Today, I did all of the above.
2. Support organisations doing the work.
The social justice and environmental crises we face are multidimensional and interconnected. We don’t have to look any further than the COVID-19 crisis to see this. Indigenous and racialised communities are not only disproportionately impacted by COVID-19, but also by environmental issues, the effects of climate change, and poverty – and these issues reinforce one another. And since these issues are all interconnected, your support for organisations working to address any of them, is helping (as long as we hold them accountable to take an intersectional approach).
Once I’d had enough of reading and watching videos of yesterday’s riot on Instagram, I started to google social justice organisations I could donate to. Here’s a good list of Canadian social justice organisations I found.
Not everyone has the privilege to be able to donate. And even if you do, you may not have a lot that you are able to give. But if you can, even donating $5 is still $5 that is flowing in to help move forward the change we need.
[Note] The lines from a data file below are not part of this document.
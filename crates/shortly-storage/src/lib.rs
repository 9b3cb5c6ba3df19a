//! Storage backends for short link records.
//!
//! Every backend implements [`Repository`] with the same contract: `put`
//! stores a record under its code without checking for an existing one,
//! and `get` returns `None` for unknown codes.

pub mod dynamodb;
pub mod memory;
pub mod mysql;

pub use dynamodb::DynamoDbRepository;
pub use memory::InMemoryRepository;
pub use mysql::MySqlRepository;
pub use shortly_core::{ReadRepository, Repository, ShortLinkRecord, StorageError};

/// Table name used when none is configured.
pub const DEFAULT_TABLE_NAME: &str = "URLShortenerTable";

/// Checks that a table name is a plain identifier.
///
/// SQL backends interpolate the table name into statements, so only
/// `[A-Za-z0-9_]` (DynamoDB additionally allows `-` and `.`) is accepted.
pub(crate) fn validate_table_name(
    table: &str,
    extra: &[char],
) -> Result<(), StorageError> {
    if table.is_empty() || table.len() > 255 {
        return Err(StorageError::InvalidConfig(format!(
            "table name must be 1-255 characters, got {}",
            table.len()
        )));
    }

    if !table
        .chars()
        .all(|c| c.is_ascii_alphanumeric() || c == '_' || extra.contains(&c))
    {
        return Err(StorageError::InvalidConfig(format!(
            "table name contains unsupported characters: '{}'",
            table
        )));
    }

    Ok(())
}

#[cfg(test)]
mod tests {
    use super::validate_table_name;

    #[test]
    fn accepts_plain_identifiers() {
        assert!(validate_table_name("URLShortenerTable", &[]).is_ok());
        assert!(validate_table_name("short_links_v2", &[]).is_ok());
        assert!(validate_table_name("links-prod.eu", &['-', '.']).is_ok());
    }

    #[test]
    fn rejects_empty_and_injected_names() {
        assert!(validate_table_name("", &[]).is_err());
        assert!(validate_table_name("links; DROP TABLE users", &[]).is_err());
        assert!(validate_table_name("links-prod", &[]).is_err());
    }
}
“Don’t do nothing because you can’t do everything. Do something, anything.”Colleen Patrick-Goudreau, Author and Animal Activist
3. Examine your own role.
All countries have their own systemic social justice issues. That includes Canada. For example, Indigenous people represent about 26% of those in a correctional facility, while only accounting for about 3% of the population.
Halfway through my walk, I remembered this excerpt from the Living Hyphen team’s anti-racism statement:
“We are committed to continuously (un)learning our role and responsibility in […] dismantling the mentality of white supremacy that exists as a result of this colonisation.”
Institutional racism in our economic, legal, and political systems is tied to power imbalances rooted in colonialism and capitalism. Before we can reimagine more equitable institutions and systems, we have to understand and acknowledge the impacts of colonialism that continue to exist today.
“Can we celebrate our communities’ achievements while also interrogating and rising up against the systems that led us here? How can we hold all these truths at once?”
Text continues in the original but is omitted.